**WHAT YOU NEED TO DO:** Print every line of the listing below, starting with the line that holds "snapshot.repository_id = repository_id.to_string();" and going on through the line that holds "fn write(root: &Path, rel: &str, body: &str)", both included, and print nothing else.

□ □ □ □ □ □ □

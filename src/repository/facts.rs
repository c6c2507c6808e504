use async_trait::async_trait;
use ignore::WalkBuilder;
use std::collections::{BTreeMap, HashMap};
use std::path::{Path, PathBuf};
use tracing::debug;

use crate::orchestration::ports::RepositoryFacts;
use crate::types::{DocweaveError, Perspective, RepositorySnapshot, Result, SizeClass};

const DOC_EXTENSIONS: &[&str] = &["md", "mdx", "markdown", "rst", "adoc", "txt"];

/// Well-known locations per perspective, in preference order
const KNOWN_TARGETS: &[(Perspective, &[&str])] = &[
    (Perspective::Engagement, &["README.md", "readme.md", "Readme.md", "docs/README.md"]),
    (
        Perspective::CurrentState,
        &[
            "docs/current-state.md",
            "docs/architecture.md",
            "ARCHITECTURE.md",
            "docs/overview.md",
        ],
    ),
    (
        Perspective::DecisionHistory,
        &[
            "docs/decisions.md",
            "docs/decision-log.md",
            "DECISIONS.md",
            "docs/adr/README.md",
        ],
    ),
];

fn language_for(ext: &str) -> Option<&'static str> {
    let lang = match ext {
        "rs" => "rust",
        "ts" | "tsx" => "typescript",
        "js" | "jsx" | "mjs" | "cjs" => "javascript",
        "py" => "python",
        "go" => "go",
        "java" => "java",
        "kt" | "kts" => "kotlin",
        "rb" => "ruby",
        "c" | "h" => "c",
        "cpp" | "cc" | "hpp" => "cpp",
        "cs" => "csharp",
        "swift" => "swift",
        "scala" => "scala",
        "php" => "php",
        "sh" | "bash" => "bash",
        _ => return None,
    };
    Some(lang)
}

// =============================================================================
// Filesystem
// =============================================================================

/// Builds snapshots by walking a checkout, honoring `.gitignore`
pub struct FsRepositoryFacts {
    root: PathBuf,
}

impl FsRepositoryFacts {
    pub fn new(root: impl Into<PathBuf>) -> Self {
        Self { root: root.into() }
    }

    fn scan(root: &Path) -> Result<ScanSummary> {
        if !root.is_dir() {
            return Err(DocweaveError::RepositoryFacts(format!(
                "not a directory: {}",
                root.display()
            )));
        }

        let walker = WalkBuilder::new(root)
            .hidden(false)
            .git_ignore(true)
            .git_exclude(true)
            .follow_links(false)
            .filter_entry(|e| e.file_name() != ".git")
            .build();

        let mut summary = ScanSummary::default();
        for entry in walker.filter_map(|e| e.ok()) {
            if !entry.file_type().is_some_and(|t| t.is_file()) {
                continue;
            }
            let Ok(rel) = entry.path().strip_prefix(root) else {
                continue;
            };
            let rel = rel.to_string_lossy().replace('\\', "/");
            let ext = entry
                .path()
                .extension()
                .and_then(|e| e.to_str())
                .map(str::to_lowercase)
                .unwrap_or_default();

            summary.file_count += 1;
            if DOC_EXTENSIONS.contains(&ext.as_str()) {
                summary.documentation.push(rel);
            } else if let Some(lang) = language_for(&ext) {
                *summary.languages.entry(lang).or_default() += 1;
            }
        }
        summary.documentation.sort();
        Ok(summary)
    }
}

#[derive(Default)]
struct ScanSummary {
    file_count: usize,
    documentation: Vec<String>,
    languages: HashMap<&'static str, usize>,
}

impl ScanSummary {
    fn primary_language(&self) -> Option<String> {
        self.languages
            .iter()
            .max_by(|a, b| a.1.cmp(b.1).then_with(|| b.0.cmp(a.0)))
            .map(|(lang, _)| lang.to_string())
    }

    fn targets(&self) -> BTreeMap<Perspective, String> {
        KNOWN_TARGETS
            .iter()
            .filter_map(|(perspective, candidates)| {
                candidates
                    .iter()
                    .find(|c| self.documentation.iter().any(|d| d == *c))
                    .map(|c| (*perspective, c.to_string()))
            })
            .collect()
    }
}

#[async_trait]
impl RepositoryFacts for FsRepositoryFacts {
    async fn get_snapshot(
        &self,
        repository_id: &str,
        revision_id: &str,
    ) -> Result<RepositorySnapshot> {
        let root = self.root.clone();
        let summary = tokio::task::spawn_blocking(move || Self::scan(&root))
            .await
            .map_err(|e| DocweaveError::RepositoryFacts(format!("scan task failed: {}", e)))??;

        debug!(
            "Scanned {} files, {} documents",
            summary.file_count,
            summary.documentation.len()
        );

        Ok(RepositorySnapshot {
            repository_id: repository_id.to_string(),
            revision_id: revision_id.to_string(),
            primary_language: summary.primary_language(),
            size_class: SizeClass::from_file_count(summary.file_count),
            file_count: summary.file_count,
            targets: summary.targets(),
            documentation: summary.documentation,
        })
    }
}

// =============================================================================
// Static
// =============================================================================

/// Serves a fixed snapshot, e.g. one exported by an upstream pipeline stage
pub struct StaticRepositoryFacts {
    snapshot: RepositorySnapshot,
}

impl StaticRepositoryFacts {
    pub fn new(snapshot: RepositorySnapshot) -> Self {
        Self { snapshot }
    }

    /// Load a snapshot from a JSON or YAML file
    pub fn from_file(path: &Path) -> Result<Self> {
        let raw = std::fs::read_to_string(path)?;
        let is_yaml = path
            .extension()
            .and_then(|e| e.to_str())
            .is_some_and(|e| matches!(e, "yaml" | "yml"));
        let snapshot = if is_yaml {
            serde_yaml::from_str(&raw)?
        } else {
            serde_json::from_str(&raw)?
        };
        Ok(Self::new(snapshot))
    }
}

#[async_trait]
impl RepositoryFacts for StaticRepositoryFacts {
    async fn get_snapshot(
        &self,
        repository_id: &str,
        revision_id: &str,
    ) -> Result<RepositorySnapshot> {
        let mut snapshot = self.snapshot.clone();
        if snapshot.repository_id.is_empty() {
            snapshot.repository_id = repository_id.to_string();
        }
        if snapshot.revision_id.is_empty() {
            snapshot.revision_id = revision_id.to_string();
        }
        Ok(snapshot)
    }
}

#[cfg(test)]
mod tests {
    use super::*;
    use tempfile::TempDir;

    fn write(root: &Path, rel: &str, body: &str) {
        let path = root.join(rel);
        std::fs::create_dir_all(path.parent().unwrap()).unwrap();
        std::fs::write(path, body).unwrap();
    }

    #[tokio::test]
    async fn test_fs_snapshot() {
        let dir = TempDir::new().unwrap();
        write(dir.path(), "README.md", "# App\n");
        write(dir.path(), "docs/architecture.md", "# Arch\n");
        write(dir.path(), "src/main.rs", "fn main() {}\n");
        write(dir.path(), "src/lib.rs", "\n");
        write(dir.path(), "scripts/build.py", "\n");

        let facts = FsRepositoryFacts::new(dir.path());
        let snap = facts.get_snapshot("acme/app", "abc").await.unwrap();

        assert_eq!(snap.file_count, 5);
        assert_eq!(snap.size_class, SizeClass::Small);
        assert_eq!(snap.primary_language.as_deref(), Some("rust"));
        assert_eq!(snap.target_for(Perspective::Engagement), Some("README.md"));
        assert_eq!(
            snap.target_for(Perspective::CurrentState),
            Some("docs/architecture.md")
        );
        assert_eq!(snap.target_for(Perspective::DecisionHistory), None);
        assert!(snap.has_documentation("docs/architecture.md"));
    }

    #[tokio::test]
    async fn test_fs_snapshot_missing_root() {
        let facts = FsRepositoryFacts::new("/definitely/not/here");
        assert!(matches!(
            facts.get_snapshot("r", "v").await,
            Err(DocweaveError::RepositoryFacts(_))
        ));
    }

    #[tokio::test]
    async fn test_static_fills_ids() {
        let facts = StaticRepositoryFacts::new(RepositorySnapshot::default());
        let snap = facts.get_snapshot("acme/app", "rev1").await.unwrap();
        assert_eq!(snap.repository_id, "acme/app");
        assert_eq!(snap.revision_id, "rev1");
    }
}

□ □ □ □ □ □ □

**EXERCISE RESPONSE:**
            snapshot.repository_id = repository_id.to_string();
        }
        if snapshot.revision_id.is_empty() {
            snapshot.revision_id = revision_id.to_string();
        }
        Ok(snapshot)
    }
}

#[cfg(test)]
mod tests {
    use super::*;
    use tempfile::TempDir;

    fn write(root: &Path, rel: &str, body: &str) {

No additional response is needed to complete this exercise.